Aim of the exercise:
Your answer is a copy of every line in the records where "body" appears.

(Records excerpted from a collection)
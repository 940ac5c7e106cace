//! Replicate ControlNet (canny, SDXL) provider.

use crate::error::{sanitize_error_message, RenderError, Result};
use crate::provider::{ProviderInput, ProviderOutput, RenderProvider};
use async_trait::async_trait;
use serde::{Deserialize, Serialize};
use serde_json::Value;
use std::time::{Duration, Instant};

/// Default Replicate API base URL.
pub const DEFAULT_API_BASE: &str = "https://api.replicate.com/v1";

/// Edge-conditioned SDXL model used for structure-preserving renders.
pub const MODEL_NAME: &str = "jagilley/controlnet-canny-sdxl";

/// Pinned model version.
pub const MODEL_VERSION: &str = "aff48af9c68d162388d230a2ab003f68d2638d88307bdaf1c2f1ac95079c9613";

/// Builder for [`ReplicateProvider`].
#[derive(Debug, Clone)]
pub struct ReplicateProviderBuilder {
    api_base: String,
    version: String,
    poll_interval: Duration,
    timeout: Duration,
}

impl Default for ReplicateProviderBuilder {
    fn default() -> Self {
        Self {
            api_base: DEFAULT_API_BASE.to_string(),
            version: MODEL_VERSION.to_string(),
            poll_interval: Duration::from_secs(1),
            timeout: Duration::from_secs(300),
        }
    }
}

impl ReplicateProviderBuilder {
    /// Creates a new builder with default settings.
    pub fn new() -> Self {
        Self::default()
    }

    /// Sets the API base URL (no trailing slash needed).
    pub fn api_base(mut self, base: impl Into<String>) -> Self {
        self.api_base = base.into();
        self
    }

    /// Overrides the pinned model version.
    pub fn version(mut self, version: impl Into<String>) -> Self {
        self.version = version.into();
        self
    }

    /// Sets the polling interval while a prediction is running.
    pub fn poll_interval(mut self, interval: Duration) -> Self {
        self.poll_interval = interval;
        self
    }

    /// Sets the maximum time to wait for a prediction.
    pub fn timeout(mut self, timeout: Duration) -> Self {
        self.timeout = timeout;
        self
    }

    /// Builds the provider.
    pub fn build(self) -> Result<ReplicateProvider> {
        let api_base = self.api_base.trim().trim_end_matches('/').to_string();
        if api_base.is_empty() {
            return Err(RenderError::InvalidRequest("API base URL is empty".into()));
        }

        Ok(ReplicateProvider {
            client: reqwest::Client::new(),
            api_base,
            version: self.version,
            poll_interval: self.poll_interval,
            timeout: self.timeout,
        })
    }
}

/// Replicate prediction client.
///
/// Holds no credential: the token is resolved per request by the gateway.
pub struct ReplicateProvider {
    client: reqwest::Client,
    api_base: String,
    version: String,
    poll_interval: Duration,
    timeout: Duration,
}

impl ReplicateProvider {
    /// Creates a new [`ReplicateProviderBuilder`].
    pub fn builder() -> ReplicateProviderBuilder {
        ReplicateProviderBuilder::new()
    }

    /// The token is only ever sent to URLs under the configured API base.
    fn is_api_url(&self, url: &str) -> bool {
        url.strip_prefix(self.api_base.as_str())
            .is_some_and(|rest| rest.starts_with('/'))
    }

    fn parse_error(&self, status: u16, text: &str) -> RenderError {
        let message = match serde_json::from_str::<ReplicateErrorResponse>(text) {
            Ok(body) => body.detail.or(body.title).unwrap_or_else(|| text.to_string()),
            Err(_) => text.to_string(),
        };

        RenderError::Api {
            status,
            message: sanitize_error_message(&message),
        }
    }

    async fn create_prediction(
        &self,
        input: &ProviderInput,
        token: &str,
    ) -> Result<ReplicatePrediction> {
        let url = format!("{}/predictions", self.api_base);
        let body = ReplicatePredictionRequest {
            version: &self.version,
            input,
        };

        let response = self
            .client
            .post(&url)
            .bearer_auth(token)
            .header("Prefer", "wait")
            .json(&body)
            .send()
            .await?;

        let status = response.status();
        if !status.is_success() {
            let text = response.text().await.unwrap_or_default();
            return Err(self.parse_error(status.as_u16(), &text));
        }

        Ok(response.json().await?)
    }

    async fn poll_until_done(
        &self,
        mut prediction: ReplicatePrediction,
        token: &str,
    ) -> Result<ReplicatePrediction> {
        let start = Instant::now();

        loop {
            match prediction.status.as_str() {
                "succeeded" => return Ok(prediction),
                "starting" | "processing" => {}
                "failed" | "canceled" => {
                    let reason = prediction
                        .error_message()
                        .unwrap_or_else(|| format!("prediction {}", prediction.status));
                    return Err(RenderError::UnexpectedResponse(sanitize_error_message(
                        &reason,
                    )));
                }
                other => {
                    return Err(RenderError::UnexpectedResponse(format!(
                        "Replicate returned unexpected status: {other}"
                    )));
                }
            }

            if start.elapsed() > self.timeout {
                return Err(RenderError::Timeout(self.timeout));
            }

            let poll_url = prediction
                .urls
                .as_ref()
                .and_then(|urls| urls.get.clone())
                .ok_or_else(|| {
                    RenderError::UnexpectedResponse("prediction is missing a poll URL".into())
                })?;
            if !self.is_api_url(&poll_url) {
                return Err(RenderError::UnexpectedResponse(format!(
                    "poll URL is outside the API base: {poll_url}"
                )));
            }

            tracing::debug!(
                prediction_id = %prediction.id,
                status = %prediction.status,
                elapsed_secs = start.elapsed().as_secs(),
                "polling Replicate prediction"
            );
            tokio::time::sleep(self.poll_interval).await;

            let response = self.client.get(&poll_url).bearer_auth(token).send().await?;
            let status = response.status();
            if !status.is_success() {
                let text = response.text().await.unwrap_or_default();
                return Err(self.parse_error(status.as_u16(), &text));
            }
            prediction = response.json().await?;
        }
    }

    /// Downloads a generated image.
    pub async fn download(&self, url: &str) -> Result<Vec<u8>> {
        let response = self.client.get(url).send().await?;

        if !response.status().is_success() {
            return Err(RenderError::Api {
                status: response.status().as_u16(),
                message: "Failed to download image".into(),
            });
        }

        Ok(response.bytes().await?.to_vec())
    }
}

#[async_trait]
impl RenderProvider for ReplicateProvider {
    async fn run(&self, input: &ProviderInput, token: &str) -> Result<ProviderOutput> {
        let start = Instant::now();

        let prediction = self.create_prediction(input, token).await?;
        tracing::debug!(prediction_id = %prediction.id, status = %prediction.status, "created Replicate prediction");

        let prediction = self.poll_until_done(prediction, token).await?;
        tracing::debug!(
            prediction_id = %prediction.id,
            duration_ms = start.elapsed().as_millis() as u64,
            "Replicate prediction complete"
        );

        prediction.output.ok_or_else(|| {
            RenderError::UnexpectedResponse("Replicate prediction has no output".into())
        })
    }

    fn name(&self) -> &str {
        "Replicate (controlnet-canny-sdxl)"
    }
}

// -- Request types --

#[derive(Debug, Serialize)]
struct ReplicatePredictionRequest<'a> {
    version: &'a str,
    input: &'a ProviderInput,
}

// -- Response types --

#[derive(Debug, Deserialize)]
struct ReplicatePrediction {
    #[serde(default)]
    id: String,
    status: String,
    #[serde(default)]
    output: Option<ProviderOutput>,
    #[serde(default)]
    error: Option<Value>,
    #[serde(default)]
    urls: Option<PredictionUrls>,
}

impl ReplicatePrediction {
    fn error_message(&self) -> Option<String> {
        match self.error.as_ref()? {
            Value::Null => None,
            Value::String(s) => Some(s.clone()),
            other => Some(other.to_string()),
        }
    }
}

#[derive(Debug, Deserialize)]
struct PredictionUrls {
    #[serde(default)]
    get: Option<String>,
}

#[derive(Debug, Deserialize)]
struct ReplicateErrorResponse {
    #[serde(default)]
    detail: Option<String>,
    #[serde(default)]
    title: Option<String>,
}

Response:
            Ok(body) => body.detail.or(body.title).unwrap_or_else(|| text.to_string()),
        let body = ReplicatePredictionRequest {
            .json(&body)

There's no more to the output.